Preparing for interview success


Whether your young adult is seeking their first job, applying for an apprenticeship, or hoping to get a place at university, feeling prepared for the interview process is key. Being prepared should help your young person feel more relaxed and hopefully go into an interview with more confidence.

Our Young People hub has free tools and advice to develop confidence and ways they can present themselves to employers. We’ve listed a couple of examples below together with some conversation starters so you can chat these through together.

  • There are a variety of ways people can be interviewed and assessed for jobs, you could suggest your young adult looks through the Different types of interview and assessments interactive guide. The guide helps set expectations and suggests how to adapt responses to face to face, telephone, panel or online interviews.
  • Then encourage them to practise their interview technique and rehearse answers to the kind of questions they can expect whatever position they are going for using the Virtual Interview Tool? Just like a mock interview, they will be asked questions and have the option to film their responses to help them reflect and improve.

The answers within the Virtual Interview Tool follow what is known as the STAR model. This is a structured approach that can be applied to interview questions to ensure a more detailed response. Your young person should practise their responses to interview questions using the four steps below in the diagram.


Once your young adult has looked through the tools, use the following questions to help you have a conversation and you may be able to give them examples from your own experiences with interviews.

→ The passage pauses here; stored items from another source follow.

//! API request/response models for addresses.

use super::AuditInfo;
use super::pagination::Pagination;
use crate::db::models::addresses::{AddressCreateDBRequest, AddressDBResponse, AddressUpdateDBRequest};
use crate::errors::{Error, Result};
use crate::types::{Actor, AddressId, AddressTypeId, MunicipalityId};
use crate::validation;
use serde::{Deserialize, Serialize};
use serde_json::Value;
use serde_with::{DisplayFromStr, serde_as};
use utoipa::{IntoParams, ToSchema};

#[serde_as]
#[derive(Debug, Deserialize, IntoParams, ToSchema)]
pub struct ListAddressesQuery {
    #[serde(flatten)]
    #[param(inline)]
    pub pagination: Pagination,

    #[serde_as(as = "Option<DisplayFromStr>")]
    pub municipality_id: Option<MunicipalityId>,
}

fn area_code(value: Option<i32>) -> Result<Option<i32>> {
    match value {
        Some(code) if code < 0 => Err(Error::BadRequest {
            message: "Area code cannot be negative".to_string(),
        }),
        other => Ok(other),
    }
}

fn notes(value: Value) -> Result<Value> {
    match value {
        Value::Null => Ok(Value::Object(Default::default())),
        Value::Object(_) => Ok(value),
        _ => Err(Error::BadRequest {
            message: "Notes must be a JSON object".to_string(),
        }),
    }
}

#[derive(Debug, Clone, Serialize, Deserialize, ToSchema)]
pub struct AddressCreate {
    /// Address type ids (residential, commercial, ...)
    #[serde(default)]
    pub type_ids: Vec<AddressTypeId>,
    #[schema(example = "Avenida Paulista")]
    pub street: String,
    #[serde(default)]
    pub complement: String,
    #[schema(example = "1578")]
    pub number: String,
    #[schema(example = "Bela Vista")]
    pub district: String,
    #[schema(example = 3550308)]
    pub municipality_id: MunicipalityId,
    /// CEP, `12345-678` or `12345678`
    #[schema(example = "01310-200")]
    pub postal_code: String,
    pub longitude: Option<f64>,
    pub latitude: Option<f64>,
    pub area_code: Option<i32>,
    #[serde(default)]
    #[schema(value_type = Object)]
    pub notes: Value,
}

impl AddressCreate {
    pub fn into_db_request(self, actor: Actor) -> Result<AddressCreateDBRequest> {
        Ok(AddressCreateDBRequest {
            type_ids: self.type_ids,
            street: validation::name(&self.street)?,
            complement: self.complement,
            number: self.number.trim().to_string(),
            district: self.district.trim().to_string(),
            municipality_id: self.municipality_id,
            postal_code: validation::postal_code(&self.postal_code)?,
            longitude: self.longitude,
            latitude: self.latitude,
            area_code: area_code(self.area_code)?,
            notes: notes(self.notes)?,
            created_by: actor,
        })
    }
}

/// Partial update. `type_ids`, when present, replaces the whole set of links.
#[derive(Debug, Clone, Default, Serialize, Deserialize, ToSchema)]
pub struct AddressUpdate {
    pub type_ids: Option<Vec<AddressTypeId>>,
    pub street: Option<String>,
    pub complement: Option<String>,
    pub number: Option<String>,
    pub district: Option<String>,
    pub municipality_id: Option<MunicipalityId>,
    pub postal_code: Option<String>,
    pub longitude: Option<f64>,
    pub latitude: Option<f64>,
    pub area_code: Option<i32>,
    #[schema(value_type = Option<Object>)]
    pub notes: Option<Value>,
    pub is_active: Option<bool>,
}

impl AddressUpdate {
    pub fn into_db_request(self, actor: Actor) -> Result<AddressUpdateDBRequest> {
        Ok(AddressUpdateDBRequest {
            type_ids: self.type_ids,
            street: validation::optional(self.street.as_deref(), validation::name)?,
            complement: self.complement,
            number: self.number,
            district: self.district,
            municipality_id: self.municipality_id,
            postal_code: validation::optional(self.postal_code.as_deref(), validation::postal_code)?,
            longitude: self.longitude,
            latitude: self.latitude,
            area_code: area_code(self.area_code)?,
            notes: self.notes.map(notes).transpose()?,
            is_active: self.is_active,
            updated_by: actor,
        })
    }
}

#[derive(Debug, Clone, Serialize, Deserialize, ToSchema)]
pub struct AddressResponse {
    pub id: AddressId,
    pub type_ids: Vec<AddressTypeId>,
    pub street: String,
    pub complement: String,
    pub number: String,
    pub district: String,
    pub municipality_id: MunicipalityId,
    pub postal_code: String,
    pub longitude: Option<f64>,
    pub latitude: Option<f64>,
    pub area_code: Option<i32>,
    #[schema(value_type = Object)]
    pub notes: Value,
    #[serde(flatten)]
    pub audit: AuditInfo,
}

impl From<AddressDBResponse> for AddressResponse {
    fn from(db: AddressDBResponse) -> Self {
        Self {
            id: db.id,
            type_ids: db.type_ids,
            street: db.street,
            complement: db.complement,
            number: db.number,
            district: db.district,
            municipality_id: db.municipality_id,
            postal_code: db.postal_code,
            longitude: db.longitude,
            latitude: db.latitude,
            area_code: db.area_code,
            notes: db.notes,
            audit: db.audit.into(),
        }
    }
}
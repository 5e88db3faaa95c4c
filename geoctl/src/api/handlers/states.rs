use crate::AppState;
use crate::api::handlers::{missing, not_found};
use crate::api::models::pagination::PaginatedResponse;
use crate::api::models::states::{ListStatesQuery, StateCreate, StateResponse, StateUpdate};
use crate::auth::CurrentActor;
use crate::db::handlers::{Repository, States, states::StateFilter};
use crate::errors::{Error, Result};
use crate::sync::locality_sync::{SyncRequest, SyncSummary, sync_states};
use crate::sync::state_images::StateSelection;
use crate::types::{Level, StateId};
use crate::validation;
use axum::{
    Json,
    extract::{Path, Query, State},
    http::StatusCode,
};
use serde::Deserialize;
use utoipa::ToSchema;

#[utoipa::path(
    get,
    path = "/states",
    tag = "states",
    summary = "List states",
    params(ListStatesQuery),
    responses(
        (status = 200, description = "Page of states ordered by name", body = PaginatedResponse<StateResponse>),
        (status = 500, description = "Internal server error")
    )
)]
#[tracing::instrument(skip_all)]
pub async fn list_states(
    State(state): State<AppState>,
    Query(query): Query<ListStatesQuery>,
) -> Result<Json<PaginatedResponse<StateResponse>>> {
    let (skip, limit) = query.pagination.params();
    let mut filter = StateFilter::new(skip, limit);
    if let Some(region_id) = query.region_id {
        filter = filter.region(region_id);
    }
    if let Some(search) = validation::search_term(query.search.as_deref()) {
        filter = filter.search(search);
    }

    let mut conn = state.db.acquire().await.map_err(|e| Error::Database(e.into()))?;
    let mut repo = States::new(&mut conn);
    let states = repo.list(&filter).await?;
    let total_count = repo.count(&filter).await?;

    Ok(Json(PaginatedResponse::new(
        states.into_iter().map(StateResponse::from).collect(),
        total_count,
        skip,
        limit,
    )))
}

#[utoipa::path(
    get,
    path = "/states/{id}",
    tag = "states",
    summary = "Get state",
    params(("id" = i32, Path, description = "IBGE state code")),
    responses(
        (status = 200, description = "State", body = StateResponse),
        (status = 404, description = "State not found")
    )
)]
#[tracing::instrument(skip_all)]
pub async fn get_state(State(state): State<AppState>, Path(id): Path<StateId>) -> Result<Json<StateResponse>> {
    let mut conn = state.db.acquire().await.map_err(|e| Error::Database(e.into()))?;
    let found = States::new(&mut conn)
        .get_by_id(id)
        .await?
        .ok_or_else(|| missing("State", id))?;

    Ok(Json(found.into()))
}

#[utoipa::path(
    post,
    path = "/states",
    tag = "states",
    summary = "Create state",
    request_body = StateCreate,
    responses(
        (status = 201, description = "State created", body = StateResponse),
        (status = 400, description = "Invalid abbreviation or name"),
        (status = 409, description = "IBGE code already exists or unknown region")
    )
)]
#[tracing::instrument(skip_all)]
pub async fn create_state(
    State(state): State<AppState>,
    actor: CurrentActor,
    Json(create): Json<StateCreate>,
) -> Result<(StatusCode, Json<StateResponse>)> {
    let request = create.into_db_request(actor.into_actor())?;
    let mut conn = state.db.acquire().await.map_err(|e| Error::Database(e.into()))?;
    let created = States::new(&mut conn).create(&request).await?;

    Ok((StatusCode::CREATED, Json(created.into())))
}

#[utoipa::path(
    patch,
    path = "/states/{id}",
    tag = "states",
    summary = "Update state",
    params(("id" = i32, Path, description = "IBGE state code")),
    request_body = StateUpdate,
    responses(
        (status = 200, description = "State updated", body = StateResponse),
        (status = 400, description = "Invalid abbreviation or name"),
        (status = 404, description = "State not found")
    )
)]
#[tracing::instrument(skip_all)]
pub async fn update_state(
    State(state): State<AppState>,
    Path(id): Path<StateId>,
    actor: CurrentActor,
    Json(update): Json<StateUpdate>,
) -> Result<Json<StateResponse>> {
    let request = update.into_db_request(actor.into_actor())?;
    let mut conn = state.db.acquire().await.map_err(|e| Error::Database(e.into()))?;
    let updated = States::new(&mut conn)
        .update(id, &request)
        .await
        .map_err(not_found("State", id))?;

    Ok(Json(updated.into()))
}

#[utoipa::path(
    delete,
    path = "/states/{id}",
    tag = "states",
    summary = "Delete state",
    params(("id" = i32, Path, description = "IBGE state code")),
    responses(
        (status = 204, description = "State deleted"),
        (status = 404, description = "State not found"),
        (status = 409, description = "State still has municipalities")
    )
)]
#[tracing::instrument(skip_all)]
pub async fn delete_state(State(state): State<AppState>, Path(id): Path<StateId>, _actor: CurrentActor) -> Result<StatusCode> {
    let mut conn = state.db.acquire().await.map_err(|e| Error::Database(e.into()))?;
    if States::new(&mut conn).delete(id).await? {
        Ok(StatusCode::NO_CONTENT)
    } else {
        Err(missing("State", id))
    }
}

#[utoipa::path(
    post,
    path = "/states/sync",
    tag = "sync",
    summary = "Synchronize states from IBGE",
    description = "Upserts the requested states and the regions they belong to, in one transaction.",
    request_body = SyncRequest,
    responses(
        (status = 200, description = "States upserted", body = SyncSummary),
        (status = 400, description = "Malformed upstream payload"),
        (status = 502, description = "IBGE unreachable or returned an error")
    )
)]
#[tracing::instrument(skip_all)]
pub async fn synchronize_states(
    State(state): State<AppState>,
    actor: CurrentActor,
    Json(mut request): Json<SyncRequest>,
) -> Result<Json<SyncSummary>> {
    request.actor = actor.into_actor();
    request.verify.get_or_insert(state.config.ibge.verify_certificates);
    let states = sync_states(&state.db, state.localities.as_ref(), &request).await?;

    Ok(Json(SyncSummary::new(Level::States, states.iter().map(|s| s.id).collect())))
}

/// Which states to refresh and whether to verify the image host's certificate
#[derive(Debug, Deserialize, ToSchema)]
pub struct UpdateImagesRequest {
    pub selection: StateSelection,
    #[serde(default = "default_verify")]
    pub verify: bool,
}

fn default_verify() -> bool {
    true
}

#[utoipa::path(
    post,
    path = "/states/images",
    tag = "states",
    summary = "Download flag and coat of arms images",
    request_body = UpdateImagesRequest,
    responses(
        (status = 200, description = "States with refreshed image paths", body = Vec<StateResponse>),
        (status = 400, description = "Image URL templates are not configured"),
        (status = 502, description = "An image download failed")
    )
)]
#[tracing::instrument(skip_all)]
pub async fn update_images(
    State(state): State<AppState>,
    actor: CurrentActor,
    Json(request): Json<UpdateImagesRequest>,
) -> Result<Json<Vec<StateResponse>>> {
    let updated = state
        .state_images
        .sync_state_images(&state.db, &request.selection, request.verify, &actor.into_actor())
        .await?;

    Ok(Json(updated.into_iter().map(StateResponse::from).collect()))
}
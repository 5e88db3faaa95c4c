//! IBGE locality hierarchy: remote client, payload views and reconciliation.

pub mod fetch;
pub mod payloads;
pub mod reconcile;

pub use fetch::{FetchError, FetchLocalities, FetchLocalitiesReqwest, IBGE_LOCALITIES_URL, endpoint_path};
pub use payloads::{MunicipalityPayload, RegionPayload, StatePayload, normalize_payload};
pub use reconcile::{LocalityStore, ensure_municipality, ensure_region, ensure_state};
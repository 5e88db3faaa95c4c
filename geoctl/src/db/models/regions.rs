use crate::db::models::AuditFields;
use crate::types::{Actor, RegionId};
use sqlx::FromRow;

/// Database request for creating a region by hand
#[derive(Debug, Clone)]
pub struct RegionCreateDBRequest {
    pub id: RegionId,
    pub abbreviation: String,
    pub name: String,
    pub description: String,
    pub mesh_url: String,
    pub created_by: Actor,
}

/// Insert-or-refresh a region from an upstream payload, keyed by its IBGE id
#[derive(Debug, Clone, PartialEq)]
pub struct RegionUpsertDBRequest {
    pub id: RegionId,
    pub abbreviation: String,
    pub name: String,
    pub actor: Actor,
}

/// Database request for updating a region
#[derive(Debug, Clone, Default)]
pub struct RegionUpdateDBRequest {
    pub abbreviation: Option<String>,
    pub name: Option<String>,
    pub description: Option<String>,
    pub mesh_url: Option<String>,
    pub is_active: Option<bool>,
    pub updated_by: Actor,
}

/// Database response for a region
#[derive(Debug, Clone, FromRow)]
pub struct RegionDBResponse {
    pub id: RegionId,
    pub abbreviation: String,
    pub name: String,
    pub description: String,
    pub mesh_url: String,
    #[sqlx(flatten)]
    pub audit: AuditFields,
}
use crate::AppState;
use crate::api::handlers::{missing, not_found};
use crate::api::models::pagination::PaginatedResponse;
use crate::api::models::phones::{ListPhonesQuery, PhoneCreate, PhoneResponse, PhoneUpdate};
use crate::auth::CurrentActor;
use crate::db::handlers::{Phones, Repository, phones::PhoneFilter};
use crate::errors::{Error, Result};
use crate::types::PhoneId;
use crate::validation;
use axum::{
    Json,
    extract::{Path, Query, State},
    http::StatusCode,
};

#[utoipa::path(
    get,
    path = "/phones",
    tag = "reference",
    summary = "List phones",
    params(ListPhonesQuery),
    responses(
        (status = 200, description = "Page of phones, newest first", body = PaginatedResponse<PhoneResponse>),
        (status = 400, description = "Unknown country")
    )
)]
#[tracing::instrument(skip_all)]
pub async fn list_phones(State(state): State<AppState>, Query(query): Query<ListPhonesQuery>) -> Result<Json<PaginatedResponse<PhoneResponse>>> {
    let (skip, limit) = query.pagination.params();
    let mut filter = PhoneFilter::new(skip, limit);
    filter.country = validation::optional(query.country.as_deref(), validation::phone_country)?;

    let mut conn = state.db.acquire().await.map_err(|e| Error::Database(e.into()))?;
    let mut repo = Phones::new(&mut conn);
    let phones = repo.list(&filter).await?;
    let total_count = repo.count(&filter).await?;

    Ok(Json(PaginatedResponse::new(
        phones.into_iter().map(PhoneResponse::from).collect(),
        total_count,
        skip,
        limit,
    )))
}

#[utoipa::path(
    get,
    path = "/phones/{id}",
    tag = "reference",
    summary = "Get phone",
    responses(
        (status = 200, description = "Phone with its type ids", body = PhoneResponse),
        (status = 404, description = "Phone not found")
    )
)]
#[tracing::instrument(skip_all)]
pub async fn get_phone(State(state): State<AppState>, Path(id): Path<PhoneId>) -> Result<Json<PhoneResponse>> {
    let mut conn = state.db.acquire().await.map_err(|e| Error::Database(e.into()))?;
    let phone = Phones::new(&mut conn).get_by_id(id).await?.ok_or_else(|| missing("Phone", id))?;

    Ok(Json(phone.into()))
}

#[utoipa::path(
    post,
    path = "/phones",
    tag = "reference",
    summary = "Create phone",
    request_body = PhoneCreate,
    responses(
        (status = 201, description = "Phone created", body = PhoneResponse),
        (status = 400, description = "Invalid country or number"),
        (status = 409, description = "Number already registered or unknown type")
    )
)]
#[tracing::instrument(skip_all)]
pub async fn create_phone(
    State(state): State<AppState>,
    actor: CurrentActor,
    Json(create): Json<PhoneCreate>,
) -> Result<(StatusCode, Json<PhoneResponse>)> {
    let request = create.into_db_request(actor.into_actor())?;

    let mut tx = state.db.begin().await.map_err(|e| Error::Database(e.into()))?;
    let phone = Phones::new(&mut tx).create(&request).await?;
    tx.commit().await.map_err(|e| Error::Database(e.into()))?;

    Ok((StatusCode::CREATED, Json(phone.into())))
}

#[utoipa::path(
    patch,
    path = "/phones/{id}",
    tag = "reference",
    summary = "Update phone",
    request_body = PhoneUpdate,
    responses(
        (status = 200, description = "Phone updated", body = PhoneResponse),
        (status = 404, description = "Phone not found")
    )
)]
#[tracing::instrument(skip_all)]
pub async fn update_phone(
    State(state): State<AppState>,
    Path(id): Path<PhoneId>,
    actor: CurrentActor,
    Json(update): Json<PhoneUpdate>,
) -> Result<Json<PhoneResponse>> {
    let request = update.into_db_request(actor.into_actor())?;

    let mut tx = state.db.begin().await.map_err(|e| Error::Database(e.into()))?;
    let phone = Phones::new(&mut tx).update(id, &request).await.map_err(not_found("Phone", id))?;
    tx.commit().await.map_err(|e| Error::Database(e.into()))?;

    Ok(Json(phone.into()))
}

#[utoipa::path(
    delete,
    path = "/phones/{id}",
    tag = "reference",
    summary = "Delete phone",
    responses(
        (status = 204, description = "Phone and its type links deleted"),
        (status = 404, description = "Phone not found")
    )
)]
#[tracing::instrument(skip_all)]
pub async fn delete_phone(State(state): State<AppState>, Path(id): Path<PhoneId>, _actor: CurrentActor) -> Result<StatusCode> {
    let mut conn = state.db.acquire().await.map_err(|e| Error::Database(e.into()))?;
    if Phones::new(&mut conn).delete(id).await? {
        Ok(StatusCode::NO_CONTENT)
    } else {
        Err(missing("Phone", id))
    }
}

#[cfg(test)]
mod tests {
    use crate::api::models::colors::ColorResponse;
    use crate::api::models::pagination::PaginatedResponse;
    use crate::api::models::phone_types::PhoneTypeResponse;
    use crate::api::models::phones::PhoneResponse;
    use crate::test_utils::*;
    use axum::http::StatusCode;
    use serde_json::json;
    use sqlx::PgPool;

    #[sqlx::test]
    #[test_log::test]
    async fn test_phone_lifecycle(pool: PgPool) {
        let (app, _) = create_test_app(pool).await;
        let color: ColorResponse = app
            .post("/admin/api/v1/colors")
            .json(&json!({"name": "Verde", "code": "#00FF00"}))
            .await
            .json();
        let mobile: PhoneTypeResponse = app
            .post("/admin/api/v1/phone-types")
            .json(&json!({"abbreviation": "CEL", "name": "Celular", "color_id": color.id}))
            .await
            .json();

        app.post("/admin/api/v1/phones")
            .json(&json!({"number": "(11) 98765-4321"}))
            .await
            .assert_status(StatusCode::BAD_REQUEST);
        app.post("/admin/api/v1/phones")
            .json(&json!({"country": "PT", "number": "912345678"}))
            .await
            .assert_status(StatusCode::BAD_REQUEST);

        let response = app
            .post("/admin/api/v1/phones")
            .json(&json!({"number": "11987654321", "type_ids": [mobile.id]}))
            .await;
        response.assert_status(StatusCode::CREATED);
        let phone: PhoneResponse = response.json();
        assert_eq!(phone.country, "BR");
        assert_eq!(phone.type_ids, vec![mobile.id]);

        app.post("/admin/api/v1/phones")
            .json(&json!({"number": "11987654321"}))
            .await
            .assert_status(StatusCode::CONFLICT);
        app.post("/admin/api/v1/phones")
            .json(&json!({"country": "us", "number": "2025550123"}))
            .await
            .assert_status(StatusCode::CREATED);

        let page: PaginatedResponse<PhoneResponse> = app.get("/admin/api/v1/phones?country=us").await.json();
        assert_eq!(page.total_count, 1);
        assert_eq!(page.data[0].country, "US");

        let cleared: PhoneResponse = app
            .patch(&format!("/admin/api/v1/phones/{}", phone.id))
            .json(&json!({"type_ids": []}))
            .await
            .json();
        assert!(cleared.type_ids.is_empty());

        app.delete(&format!("/admin/api/v1/phone-types/{}", mobile.id))
            .await
            .assert_status(StatusCode::NO_CONTENT);
        app.delete(&format!("/admin/api/v1/phones/{}", phone.id))
            .await
            .assert_status(StatusCode::NO_CONTENT);
    }
}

  • How can you plan for different types of interview? Some examples are planning the journey for a face-to-face interview and testing tech ahead of a virtual one. What would be good for the employer to know about you? It’s important to highlight the skills and experience needed for the role. Some examples could be around:
    • Teamwork - achieving something as part of a sports team or school project
    • Aiming high (proactivity) – seeking volunteering opportunities to help build skills and experience.
  • Have you thought about what would be good for the employer to know about you? It’s important to highlight the skills and experience needed for the role, having these prepared as a quick reference during the interview can be helpful. Some examples might be:
    • Working in a team - I’ve been part of a netball team for three years and my teamwork skills have helped us win a number of tournaments which…
    • Creativity - During my time at school I was editor of our school newspaper…’
    • Aiming high (proactivity) – seeking volunteering opportunities helped me build communication skills.
  • How did you get on with the STAR model in the Virtual Interview Tool? Was it useful?
  • How would researching the role and organisation show enthusiasm?
  • What questions will you ask? Asking questions in an interview will show interest in the role. Some examples are:
    • How does my role fit within the wider organisation?
    • Are there any areas of focus for training and development in this role?